-- Input for this task --
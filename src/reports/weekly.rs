//! Weekly dashboard
//!
//! Spending for the seven days ending today against the weekly limit, plus a
//! category breakdown over the whole retained history.

use chrono::{Duration, NaiveDate};
use std::collections::HashMap;

use crate::config::settings::AppSettings;
use crate::error::SpendwiseResult;
use crate::models::{Category, Expense, Money};
use crate::storage::Storage;

/// Number of days in the dashboard window, today included
pub const WEEK_DAYS: i64 = 7;

/// Spending on a single day of the window
#[derive(Debug, Clone, PartialEq, Eq)]
pub struct DaySpend {
    pub date: NaiveDate,
    /// Short weekday name, e.g. `Mon`
    pub label: String,
    pub total: Money,
}

/// Spending in one category
#[derive(Debug, Clone)]
pub struct CategorySpend {
    pub category: Category,
    pub total: Money,
    pub expense_count: usize,
    /// Share of all retained spending
    pub percentage: f64,
}

#[derive(Debug, Clone)]
pub struct WeeklyDashboard {
    pub start_date: NaiveDate,
    pub end_date: NaiveDate,
    /// Oldest day first
    pub days: Vec<DaySpend>,
    pub week_total: Money,
    pub weekly_limit: Money,
    /// Limit minus week total; negative once the limit is passed
    pub remaining: Money,
    /// Largest share first
    pub categories: Vec<CategorySpend>,
    /// Total over all retained expenses
    pub total_spent: Money,
    pub expense_count: usize,
}

impl WeeklyDashboard {
    pub fn generate(storage: &Storage, today: NaiveDate) -> SpendwiseResult<Self> {
        let expenses = storage.expenses.get_all()?;
        let settings = storage.settings()?;
        Ok(Self::from_expenses(&expenses, &settings, today))
    }

    pub fn from_expenses(expenses: &[Expense], settings: &AppSettings, today: NaiveDate) -> Self {
        let start_date = today - Duration::days(WEEK_DAYS - 1);

        let days: Vec<DaySpend> = (0..WEEK_DAYS)
            .map(|offset| {
                let date = start_date + Duration::days(offset);
                let total = expenses
                    .iter()
                    .filter(|e| e.date == date)
                    .map(|e| e.amount)
                    .sum();
                DaySpend {
                    date,
                    label: date.format("%a").to_string(),
                    total,
                }
            })
            .collect();

        let week_total: Money = days.iter().map(|d| d.total).sum();
        let total_spent: Money = expenses.iter().map(|e| e.amount).sum();

        let mut by_category: HashMap<Category, (Money, usize)> = HashMap::new();
        for expense in expenses {
            let entry = by_category
                .entry(expense.category)
                .or_insert((Money::zero(), 0));
            entry.0 += expense.amount;
            entry.1 += 1;
        }

        let mut categories: Vec<CategorySpend> = by_category
            .into_iter()
            .map(|(category, (total, expense_count))| CategorySpend {
                category,
                total,
                expense_count,
                percentage: percentage_of(total, total_spent),
            })
            .collect();
        categories.sort_by(|a, b| b.total.cmp(&a.total).then(a.category.cmp(&b.category)));

        Self {
            start_date,
            end_date: today,
            days,
            week_total,
            weekly_limit: settings.weekly_limit,
            remaining: settings.weekly_limit - week_total,
            categories,
            total_spent,
            expense_count: expenses.len(),
        }
    }

    /// Whether this week's spending is above the weekly limit
    pub fn limit_exceeded(&self) -> bool {
        self.week_total > self.weekly_limit
    }

    /// Fraction of the weekly limit used, as a percentage
    pub fn limit_used_percentage(&self) -> f64 {
        percentage_of(self.week_total, self.weekly_limit)
    }
}

fn percentage_of(part: Money, whole: Money) -> f64 {
    if whole.is_zero() {
        0.0
    } else {
        part.paise() as f64 / whole.paise() as f64 * 100.0
    }
}

#[cfg(test)]
mod tests {
    use super::*;
    use crate::models::ExpenseDraft;

    fn day(y: i32, m: u32, d: u32) -> NaiveDate {
        NaiveDate::from_ymd_opt(y, m, d).unwrap()
    }

    fn expense(date: NaiveDate, category: &str, rupees: i64) -> Expense {
        Expense::from_draft(
            ExpenseDraft::new()
                .amount(Money::from_rupees(rupees))
                .category(category)
                .date(date),
            date,
        )
    }

    fn settings(limit: i64) -> AppSettings {
        AppSettings {
            weekly_limit: Money::from_rupees(limit),
            ..AppSettings::default()
        }
    }

    #[test]
    fn test_week_window_and_totals() {
        // 2025-06-15 is a Sunday
        let today = day(2025, 6, 15);
        let expenses = vec![
            expense(day(2025, 6, 15), "Food", 200),
            expense(day(2025, 6, 9), "Transport", 100),
            expense(day(2025, 6, 8), "Food", 1000),
        ];

        let dashboard = WeeklyDashboard::from_expenses(&expenses, &settings(5000), today);

        assert_eq!(dashboard.start_date, day(2025, 6, 9));
        assert_eq!(dashboard.days.len(), 7);
        assert_eq!(dashboard.days[0].label, "Mon");
        assert_eq!(dashboard.days[0].total, Money::from_rupees(100));
        assert_eq!(dashboard.days[6].label, "Sun");
        assert_eq!(dashboard.days[6].total, Money::from_rupees(200));
        assert_eq!(dashboard.week_total, Money::from_rupees(300));
        assert_eq!(dashboard.remaining, Money::from_rupees(4700));
        assert!(!dashboard.limit_exceeded());
        assert_eq!(dashboard.total_spent, Money::from_rupees(1300));
    }

    #[test]
    fn test_limit_exceeded() {
        let today = day(2025, 6, 15);
        let expenses = vec![expense(today, "Bills", 600)];

        let dashboard = WeeklyDashboard::from_expenses(&expenses, &settings(500), today);
        assert!(dashboard.limit_exceeded());
        assert_eq!(dashboard.remaining, Money::from_rupees(-100));
        assert!((dashboard.limit_used_percentage() - 120.0).abs() < 0.001);
    }

    #[test]
    fn test_category_breakdown() {
        let today = day(2025, 6, 15);
        let expenses = vec![
            expense(today, "Food", 300),
            expense(today, "Food", 100),
            expense(today, "Health", 100),
        ];

        let dashboard = WeeklyDashboard::from_expenses(&expenses, &settings(5000), today);
        assert_eq!(dashboard.categories.len(), 2);
        assert_eq!(dashboard.categories[0].category, Category::Food);
        assert_eq!(dashboard.categories[0].expense_count, 2);
        assert!((dashboard.categories[0].percentage - 80.0).abs() < 0.001);
        assert_eq!(dashboard.categories[1].category, Category::Health);
    }

    #[test]
    fn test_empty_history() {
        let today = day(2025, 6, 15);
        let dashboard = WeeklyDashboard::from_expenses(&[], &settings(5000), today);

        assert!(dashboard.categories.is_empty());
        assert!(dashboard.week_total.is_zero());
        assert_eq!(dashboard.limit_used_percentage(), 0.0);
    }
}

-- Description of the task --
Make an exact copy of the whole listing, so that no line is lost.

-- Solution below --
filename src/reports/weekly.rs
//! Weekly dashboard
//!
//! Spending for the seven days ending today against the weekly limit, plus a
//! category breakdown over the whole retained history.

use chrono::{Duration, NaiveDate};
use std::collections::HashMap;

use crate::config::settings::AppSettings;
use crate::error::SpendwiseResult;
use crate::models::{Category, Expense, Money};
use crate::storage::Storage;

/// Number of days in the dashboard window, today included
pub const WEEK_DAYS: i64 = 7;

/// Spending on a single day of the window
#[derive(Debug, Clone, PartialEq, Eq)]
pub struct DaySpend {
    pub date: NaiveDate,
    /// Short weekday name, e.g. `Mon`
    pub label: String,
    pub total: Money,
}

/// Spending in one category
#[derive(Debug, Clone)]
pub struct CategorySpend {
    pub category: Category,
    pub total: Money,
    pub expense_count: usize,
    /// Share of all retained spending
    pub percentage: f64,
}

#[derive(Debug, Clone)]
pub struct WeeklyDashboard {
    pub start_date: NaiveDate,
    pub end_date: NaiveDate,
    /// Oldest day first
    pub days: Vec<DaySpend>,
    pub week_total: Money,
    pub weekly_limit: Money,
    /// Limit minus week total; negative once the limit is passed
    pub remaining: Money,
    /// Largest share first
    pub categories: Vec<CategorySpend>,
    /// Total over all retained expenses
    pub total_spent: Money,
    pub expense_count: usize,
}

impl WeeklyDashboard {
    pub fn generate(storage: &Storage, today: NaiveDate) -> SpendwiseResult<Self> {
        let expenses = storage.expenses.get_all()?;
        let settings = storage.settings()?;
        Ok(Self::from_expenses(&expenses, &settings, today))
    }

    pub fn from_expenses(expenses: &[Expense], settings: &AppSettings, today: NaiveDate) -> Self {
        let start_date = today - Duration::days(WEEK_DAYS - 1);

        let days: Vec<DaySpend> = (0..WEEK_DAYS)
            .map(|offset| {
                let date = start_date + Duration::days(offset);
                let total = expenses
                    .iter()
                    .filter(|e| e.date == date)
                    .map(|e| e.amount)
                    .sum();
                DaySpend {
                    date,
                    label: date.format("%a").to_string(),
                    total,
                }
            })
            .collect();

        let week_total: Money = days.iter().map(|d| d.total).sum();
        let total_spent: Money = expenses.iter().map(|e| e.amount).sum();

        let mut by_category: HashMap<Category, (Money, usize)> = HashMap::new();
        for expense in expenses {
            let entry = by_category
                .entry(expense.category)
                .or_insert((Money::zero(), 0));
            entry.0 += expense.amount;
            entry.1 += 1;
        }

        let mut categories: Vec<CategorySpend> = by_category
            .into_iter()
            .map(|(category, (total, expense_count))| CategorySpend {
                category,
                total,
                expense_count,
                percentage: percentage_of(total, total_spent),
            })
            .collect();
        categories.sort_by(|a, b| b.total.cmp(&a.total).then(a.category.cmp(&b.category)));

        Self {
            start_date,
            end_date: today,
            days,
            week_total,
            weekly_limit: settings.weekly_limit,
            remaining: settings.weekly_limit - week_total,
            categories,
            total_spent,
            expense_count: expenses.len(),
        }
    }

    /// Whether this week's spending is above the weekly limit
    pub fn limit_exceeded(&self) -> bool {
        self.week_total > self.weekly_limit
    }

    /// Fraction of the weekly limit used, as a percentage
    pub fn limit_used_percentage(&self) -> f64 {
        percentage_of(self.week_total, self.weekly_limit)
    }
}

fn percentage_of(part: Money, whole: Money) -> f64 {
    if whole.is_zero() {
        0.0
    } else {
        part.paise() as f64 / whole.paise() as f64 * 100.0
    }
}

#[cfg(test)]
mod tests {
    use super::*;
    use crate::models::ExpenseDraft;

    fn day(y: i32, m: u32, d: u32) -> NaiveDate {
        NaiveDate::from_ymd_opt(y, m, d).unwrap()
    }

    fn expense(date: NaiveDate, category: &str, rupees: i64) -> Expense {
        Expense::from_draft(
            ExpenseDraft::new()
                .amount(Money::from_rupees(rupees))
                .category(category)
                .date(date),
            date,
        )
    }

    fn settings(limit: i64) -> AppSettings {
        AppSettings {
            weekly_limit: Money::from_rupees(limit),
            ..AppSettings::default()
        }
    }

    #[test]
    fn test_week_window_and_totals() {
        // 2025-06-15 is a Sunday
        let today = day(2025, 6, 15);
        let expenses = vec![
            expense(day(2025, 6, 15), "Food", 200),
            expense(day(2025, 6, 9), "Transport", 100),
            expense(day(2025, 6, 8), "Food", 1000),
        ];

        let dashboard = WeeklyDashboard::from_expenses(&expenses, &settings(5000), today);

        assert_eq!(dashboard.start_date, day(2025, 6, 9));
        assert_eq!(dashboard.days.len(), 7);
        assert_eq!(dashboard.days[0].label, "Mon");
        assert_eq!(dashboard.days[0].total, Money::from_rupees(100));
        assert_eq!(dashboard.days[6].label, "Sun");
        assert_eq!(dashboard.days[6].total, Money::from_rupees(200));
        assert_eq!(dashboard.week_total, Money::from_rupees(300));
        assert_eq!(dashboard.remaining, Money::from_rupees(4700));
        assert!(!dashboard.limit_exceeded());
        assert_eq!(dashboard.total_spent, Money::from_rupees(1300));
    }

    #[test]
    fn test_limit_exceeded() {
        let today = day(2025, 6, 15);
        let expenses = vec![expense(today, "Bills", 600)];

        let dashboard = WeeklyDashboard::from_expenses(&expenses, &settings(500), today);
        assert!(dashboard.limit_exceeded());
        assert_eq!(dashboard.remaining, Money::from_rupees(-100));
        assert!((dashboard.limit_used_percentage() - 120.0).abs() < 0.001);
    }

    #[test]
    fn test_category_breakdown() {
        let today = day(2025, 6, 15);
        let expenses = vec![
            expense(today, "Food", 300),
            expense(today, "Food", 100),
            expense(today, "Health", 100),
        ];

        let dashboard = WeeklyDashboard::from_expenses(&expenses, &settings(5000), today);
        assert_eq!(dashboard.categories.len(), 2);
        assert_eq!(dashboard.categories[0].category, Category::Food);
        assert_eq!(dashboard.categories[0].expense_count, 2);
        assert!((dashboard.categories[0].percentage - 80.0).abs() < 0.001);
        assert_eq!(dashboard.categories[1].category, Category::Health);
    }

    #[test]
    fn test_empty_history() {
        let today = day(2025, 6, 15);
        let dashboard = WeeklyDashboard::from_expenses(&[], &settings(5000), today);

        assert!(dashboard.categories.is_empty());
        assert!(dashboard.week_total.is_zero());
        assert_eq!(dashboard.limit_used_percentage(), 0.0);
    }
}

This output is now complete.